Everyone know the saying that the Shoes maker is the one with the worst shoes.. (more or less said like this).....There is worst than the shoes maker.... there is .... the DRSW.... YES !!! Everytime that something goes REALLY wrong with my body.... (i am Hypocondriac.....sometimes...everyday things go NOT REALLY wrong)..... Anyway... Everytime that something goes really wrong... and i ask for a generous, caring, helping hand from my Medical Husband.... all i get.. is "oh comon i see this all time at the hospital... this is nothing "..... And there i go with my pain ... Even if i protest saying "If those people are in the hospital this is because there is something wrong" Answer of the specialist "those people have nothing wrong exept worries especially foreigner" What can i do....? We are in a medical deny...

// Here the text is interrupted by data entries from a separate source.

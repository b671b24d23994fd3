#![allow(clippy::unwrap_used)]
// Walk and batching behaviour of the provided `SnmpTransport` operations,
// exercised through `RecordedTransport`.

use std::time::Duration;

use pretty_assertions::assert_eq;

use hamlink_api::{
    Error, Oid, QueryLimits, RecordedTransport, SnmpTransport, SnmpValue, SnmpVersion,
};

fn oid(s: &str) -> Oid {
    s.parse().unwrap()
}

const DUMP: &str = r#"
# ifTable excerpt
.1.3.6.1.2.1.1.1.0 = STRING: "RouterOS RB912UAG-5HPnD"
.1.3.6.1.2.1.1.3.0 = Timeticks: (360000) 1:00:00.00
.1.3.6.1.2.1.2.2.1.1.1 = INTEGER: 1
.1.3.6.1.2.1.2.2.1.1.2 = INTEGER: 2
.1.3.6.1.2.1.2.2.1.1.3 = INTEGER: 3
.1.3.6.1.2.1.2.2.1.2.1 = STRING: "ether1"
.1.3.6.1.2.1.2.2.1.2.2 = STRING: "wlan1"
.1.3.6.1.2.1.2.2.1.2.3 = STRING: "bridge"
"#;

fn recorded() -> RecordedTransport {
    RecordedTransport::from_snmpwalk("192.0.2.1".parse().unwrap(), DUMP).unwrap()
}

#[tokio::test]
async fn test_typed_queries() {
    let t = recorded();
    assert_eq!(
        t.query_as_string(&oid("1.3.6.1.2.1.1.1.0")).await.unwrap(),
        "RouterOS RB912UAG-5HPnD"
    );
    assert_eq!(
        t.query_as_duration(&oid("1.3.6.1.2.1.1.3.0")).await.unwrap(),
        Duration::from_secs(3600)
    );
    assert_eq!(t.query_as_int(&oid("1.3.6.1.2.1.2.2.1.1.2")).await.unwrap(), 2);

    let missing = t.query_as_string(&oid("1.3.6.1.2.1.1.4.0")).await.unwrap_err();
    assert!(missing.is_no_data());

    let wrong = t.query_as_duration(&oid("1.3.6.1.2.1.1.1.0")).await.unwrap_err();
    assert!(matches!(wrong, Error::UnexpectedType { .. }));
}

#[tokio::test]
async fn test_walk_stays_inside_subtree_with_bulk() {
    let t = recorded();
    let rows = t.walk(&oid("1.3.6.1.2.1.2.2.1.1")).await.unwrap();
    let values: Vec<_> = rows.iter().map(|vb| vb.value.clone()).collect();
    assert_eq!(
        values,
        vec![SnmpValue::Integer(1), SnmpValue::Integer(2), SnmpValue::Integer(3)]
    );
}

#[tokio::test]
async fn test_walk_uses_getnext_on_v1() {
    let t = recorded().with_version(SnmpVersion::V1);
    let rows = t.walk(&oid("1.3.6.1.2.1.2.2.1.2")).await.unwrap();
    assert_eq!(rows.len(), 3);
    assert_eq!(rows[1].value.as_text().as_deref(), Some("wlan1"));
    // Three rows plus the exchange that left the subtree.
    assert_eq!(t.exchange_count(), 4);
}

#[tokio::test]
async fn test_walk_stops_at_request_limit() {
    let t = recorded()
        .with_version(SnmpVersion::V1)
        .with_limits(QueryLimits {
            max_requests_per_walk: 2,
            ..QueryLimits::default()
        });
    let rows = t.walk(&oid("1.3.6.1.2.1.2.2.1.1")).await.unwrap();
    assert_eq!(rows.len(), 2);
    assert_eq!(t.exchange_count(), 2);
}

#[tokio::test]
async fn test_batched_get_is_split() {
    let t = recorded().with_limits(QueryLimits {
        max_values_per_request: 2,
        ..QueryLimits::default()
    });
    let oids: Vec<Oid> = (1..=5)
        .map(|i| oid("1.3.6.1.2.1.2.2.1.2").child(i))
        .collect();
    let values = t.get(&oids).await.unwrap();

    assert_eq!(values.len(), 5);
    assert_eq!(values[2].value.as_text().as_deref(), Some("bridge"));
    assert_eq!(values[4].value, SnmpValue::NoSuchInstance);
    assert_eq!(t.exchange_count(), 3);
}

#[tokio::test]
async fn test_unreachable_device_times_out() {
    let t = recorded().unreachable();
    let err = t.get_one(&oid("1.3.6.1.2.1.1.1.0")).await.unwrap_err();
    assert!(err.is_timeout());
}

#[test]
fn test_bad_dump_reports_line() {
    let err = RecordedTransport::from_snmpwalk(
        "192.0.2.1".parse().unwrap(),
        ".1.3.6.1.2.1.1.1.0 = STRING: \"ok\"\nnot a line\n",
    )
    .unwrap_err();
    assert!(matches!(err, Error::Recording { line: 2, .. }));
}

BUT when the Dr (still studing.. who cares he is dr´s anyway) is studing a new subject... we end up to be Lab Rats (because we want it..... Because we have to be supportive :-) So When Dr G (that´s my husband name) was studing Dermatology... i was having some mysterious rash..... when he was reading genetic.... i was looking in my own Chromosomes for Rare dicease that no one knows about it...(the Virgile Syndrom will be the big Medical Discovery in the next 10 years.... i bet u !!!)....Psychiatry enligthened my ADHD.........Neurology.....My brain tumor went nut.....Gynecology... Let´s not talk about it.........Us DRSW have to Be supportive and express sympathetic pain....Do u know that there is some people dying out there with all those dicease somewhere....for example in Africa.... As we can t be Madonna..or Sigur Rós and run to Malawi... or any country where they don ´t have 24/7 shop......Sympathetic pain is our way to express our support....Being a DRWS is being Responsable....

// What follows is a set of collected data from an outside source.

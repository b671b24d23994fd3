use std::time::Duration;

use chrono::Utc;
use serde::Serialize;
use tracing::info;

use super::database::CacheDatabase;
use super::entry::CacheStatistics;
use crate::error::CoreError;
use crate::model::DeviceAddress;

/// What a maintenance run removed, or would remove in dry-run mode.
#[derive(Debug, Clone, Default, PartialEq, Eq, Serialize)]
pub struct MaintenanceReport {
    pub dry_run: bool,
    pub addresses: Vec<DeviceAddress>,
}

impl MaintenanceReport {
    pub fn len(&self) -> usize {
        self.addresses.len()
    }

    pub fn is_empty(&self) -> bool {
        self.addresses.is_empty()
    }
}

/// Operator-facing cache housekeeping.
#[derive(Debug, Clone)]
pub struct CacheMaintenance {
    db: CacheDatabase,
}

impl CacheMaintenance {
    pub fn new(db: CacheDatabase) -> Self {
        Self { db }
    }

    /// Removes entries last modified more than `age` ago.
    pub fn purge_older_than(
        &self,
        age: Duration,
        dry_run: bool,
    ) -> Result<MaintenanceReport, CoreError> {
        let age = chrono::Duration::from_std(age).map_err(|e| CoreError::ValidationFailed {
            message: format!("purge age out of range: {e}"),
        })?;
        let cutoff = Utc::now() - age;
        let addresses = self.db.addresses_older_than(cutoff)?;
        if !dry_run && !addresses.is_empty() {
            let removed = self.db.delete(&addresses)?;
            info!(removed, cutoff = %cutoff, "purged stale cache entries");
        }
        Ok(MaintenanceReport { dry_run, addresses })
    }

    /// Forgets the given devices. Addresses without an entry are ignored.
    pub fn invalidate(
        &self,
        addresses: &[DeviceAddress],
        dry_run: bool,
    ) -> Result<MaintenanceReport, CoreError> {
        let mut present = Vec::new();
        for &address in addresses {
            if self.db.load(address)?.is_some() && !present.contains(&address) {
                present.push(address);
            }
        }
        if !dry_run && !present.is_empty() {
            let removed = self.db.delete(&present)?;
            info!(removed, "invalidated cache entries");
        }
        Ok(MaintenanceReport {
            dry_run,
            addresses: present,
        })
    }

    pub fn statistics(&self) -> Result<CacheStatistics, CoreError> {
        self.db.statistics()
    }
}

#[cfg(test)]
#[allow(clippy::unwrap_used)]
mod tests {
    use chrono::Duration as ChronoDuration;
    use pretty_assertions::assert_eq;

    use super::*;
    use crate::cache::StoreMode;
    use crate::containers::InterfaceSnapshot;

    fn addr(s: &str) -> DeviceAddress {
        s.parse().unwrap()
    }

    fn seeded() -> CacheDatabase {
        let db = CacheDatabase::in_memory().unwrap();
        for a in ["44.1.1.1", "44.1.1.2", "44.1.1.3"] {
            db.store_interfaces(addr(a), &Vec::<InterfaceSnapshot>::new(), StoreMode::Merge)
                .unwrap();
        }
        db.set_last_modification(addr("44.1.1.1"), Utc::now() - ChronoDuration::days(10))
            .unwrap();
        db
    }

    #[test]
    fn dry_run_purge_reports_without_deleting() {
        let maintenance = CacheMaintenance::new(seeded());
        let report = maintenance
            .purge_older_than(Duration::from_secs(7 * 24 * 3600), true)
            .unwrap();
        assert_eq!(report.addresses, vec![addr("44.1.1.1")]);
        assert!(report.dry_run);
        assert_eq!(maintenance.statistics().unwrap().unique_entries, 3);
    }

    #[test]
    fn purge_removes_only_stale_entries() {
        let maintenance = CacheMaintenance::new(seeded());
        let report = maintenance
            .purge_older_than(Duration::from_secs(7 * 24 * 3600), false)
            .unwrap();
        assert_eq!(report.len(), 1);
        assert_eq!(maintenance.statistics().unwrap().unique_entries, 2);
    }

    #[test]
    fn invalidate_ignores_unknown_addresses() {
        let maintenance = CacheMaintenance::new(seeded());
        let report = maintenance
            .invalidate(&[addr("44.1.1.2"), addr("10.0.0.1")], false)
            .unwrap();
        assert_eq!(report.addresses, vec![addr("44.1.1.2")]);
        assert_eq!(maintenance.statistics().unwrap().unique_entries, 2);
    }
}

Anyway.... For the Future DRSW...Be aware that u are more than a spouse... but also a Lab Rat....with all that i imply


Dr G i very like u very very much.... and my left ear hurt ? Land Keffner ?


Virgile




Saturday, May 26, 2007

Desperate Doctor's wives of the world unite

Virgile and I, Hanne, are two desperate spouses of Icelandic medical student's and I assure you it is no dancing on roses.
First we have to live in Iceland which is a trial in itself. 2ndly they are still students so we are still waiting for our bling and fur coats. Then we have to worry about which little impossible country town we have to spend our next holiday in, because our husbands, Icelandic workaholics, have taken Summer (-Christmas or Easter) job in some fjörður way out in the middle of nothing with a fish processing plant and 100 sheep.
I am safe for the Summer, we will be residing in capital Reykjavík where facilities are tolerable, Virgile will be experiencing all the pleasures of rural Iceland. I can't wait to hear all about it.
But off course there are upsides, and we will try our best to hear about that.